Una crisi irragionevole

La teoria economica dominante impone la razionalità come assioma. Pertanto le crisi sarebbero dovute solo alla mancanza di informazioni. E se invece contassero anche le emozioni? _ _ _
 

Nonostante tutto quello che è successo negli ultimi 5 anni sono ancora pochi i leader mondiali che hanno il coraggio di dire ad alta voce quello che invece si dicono a porte chiuse: non sappiamo come uscire da questa palude, ma soprattutto non siamo capaci di immaginare una teoria economica in grado di darci delle risposte per il futuro.
Questa crisi ha infatti effetti profondi sulla teoria economica e soprattutto su alcuni di quelli che sono ne considerati assiomi indiscutibili. Tra questi la razionalità degli individui. La capacità di essere razionale e di fare scelte in base alle informazioni disponibili secondo una logica indiscutibile è una caratteristica che la teoria economica attribuisce all’homo oeconomicus, cioè l’approssimazione dell’individui che è al centro della teoria economica dominante.
Escludere, quindi, dalla teorizzazione economica tutto ciò che è altro dalla ragione è stata una scelta ben precisa (probabilmente dettata anche dal fatto che tutto ciò che non era razionale era considerato prerogativa solo delle donne…).
La crisi dei mercati finanziari induce a chiederci se non sia necessaria una radicale revisione anche di uno degli assiomi fondamentali della teoria.
In una recente pubblicazione della World Economic Association, una associazione di economisti nata nel 2011 per dare più spazio alle visioni alternative dell’economia, Sheila Dow -professoressa alla Stirling University– si concentra proprio sull’ipotesi della razionalità degli individui.
La professoressa Dow sottolinea quanto sia indispensabile rivedere profondamente gli aspetti del paradigma che ha causato la crisi, per metterne in luce le debolezze.
La razionalità dell’individuo viene definita in teoria economica come il tentativo logico di perseguire determinati obiettivi: tutto ciò che non segue questa definizione viene definito irrazionale.
Sulla base di questo paradigma si presume che la crisi economica sia stata determinata dalla mancanza di informazione che ha portato gli operatori del mercato a assumersi eccessivi rischi. La soluzione, da un punto di vista economico, è quindi quella di regolamentare il flusso di informazione al fine di consentire agli operatori del mercato di compiere scelte razionali totalmente informate.
Sheila Dow sostiene, invece, che per comprendere bene la crisi economica sia necessaria abbandonare la convinzione sulla razionalità degli individui, e rendersi conto che le persone agiscono per conoscenza razionale, ma anche basandosi sulle emozioni.
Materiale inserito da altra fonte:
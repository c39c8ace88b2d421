//! Inode Records
//!
//! A single directory-or-file record. One tagged record covers both kinds:
//! they differ only in a type tag and how their size field is maintained.

use crate::fs::path::VPath;
use crate::fs::types::InodeKind;

/// Name reserved for the seeded root record.
pub(crate) const ROOT_NAME: &str = "/";

/// One filesystem-entry record.
///
/// Records have no identity beyond their position in the store: two inodes
/// with equal fields are still distinct entries, and the store never
/// deduplicates them.
#[derive(Debug, Clone, PartialEq, Eq)]
pub struct Inode {
    /// Path of the containing directory.
    pub parent_path: VPath,
    /// The record's own name; `"/"` for the root only.
    pub name: String,
    pub kind: InodeKind,
    /// True size for files. For directories, an aggregate maintained
    /// incrementally by `Navigator::touch`; only correct when every
    /// descendant file was created through it.
    pub size: u64,
}

impl Inode {
    /// A directory record with size 0.
    pub fn directory(parent_path: VPath, name: impl Into<String>) -> Self {
        Inode {
            parent_path,
            name: name.into(),
            kind: InodeKind::Directory,
            size: 0,
        }
    }

    /// A file record of the given size.
    pub fn file(parent_path: VPath, name: impl Into<String>, size: u64) -> Self {
        Inode {
            parent_path,
            name: name.into(),
            kind: InodeKind::File,
            size,
        }
    }

    /// The seeded root directory record.
    pub(crate) fn root() -> Self {
        Inode::directory(VPath::root(), ROOT_NAME)
    }

    /// Check if this is the root record.
    pub fn is_root(&self) -> bool {
        self.name == ROOT_NAME
    }

    /// Check if the record is a directory.
    pub fn is_directory(&self) -> bool {
        self.kind.is_directory()
    }

    /// Check if the record is a file.
    pub fn is_file(&self) -> bool {
        self.kind.is_file()
    }

    /// The record's full location: `parent_path + name`. The root is the
    /// single exception; its absolute path is itself.
    pub fn absolute_path(&self) -> VPath {
        if self.is_root() {
            VPath::root()
        } else {
            self.parent_path.child_unchecked(&self.name)
        }
    }
}

impl From<&Inode> for VPath {
    fn from(inode: &Inode) -> Self {
        inode.absolute_path()
    }
}

// ============================================================================
// Tests
// ============================================================================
Il riconoscimento del ruolo delle emozioni e dei sentimenti nei processi decisionali economici è essenziale, secondo lei, per liberarsi dai limiti imposti alla teoria economica dall’ipotesi di razionalità.
Secondo il quadro teorico economico dominante, le attività degli operatori avrebbero prodotto prezzi in linea con il rischio sistemico, e avrebbe prodotto il miglior risultato possibile per la società. Questa teoria è stata gettata nella confusione totale dalla realtà. Persino Alan Greenspan, economista neo-liberista, sostiene che la crisi è cominciata quando all’euforia è subentrata la paura. La crisi dunque è avvenuta anche perché gli operatori sono in balia dei sentimenti (se fossero state donne avrebbero detto che erano tutte isteriche…).
Dow sostiene quanto sia indispensabile riportare l’economia al rango di scienza sociale, e considerare la possibilità di analisi economiche che tengano conto anche di metodologie diverse: in particolare è fondamentale considerare i sentimenti, anche collettivi. L’autrice si concentra sul “market sentiment”, “sentimento” del mercato, che non può più essere ignorato, anche se nel paradigma dominante è irrazionalità. Invece è necessario cercare di capire come le scelte vengano effettuate anche in base a emozioni e immaginazione degli operatori, che sono veri propulsori delle scelte umane. Da un punto di vista di politica economica diventa dunque centrale guardare non solo a ciò che potrebbe rendere razionali le scelte degli operatori di mercato, ma osservare cosa potrebbe influenzare il sentimento delle loro decisioni. In questo periodo caratterizzato da incertezza, sembra a volte che le decisioni di politica economica siano meno rilevanti del modo in cui esse si comunicano al pubblico e quindi al mercato.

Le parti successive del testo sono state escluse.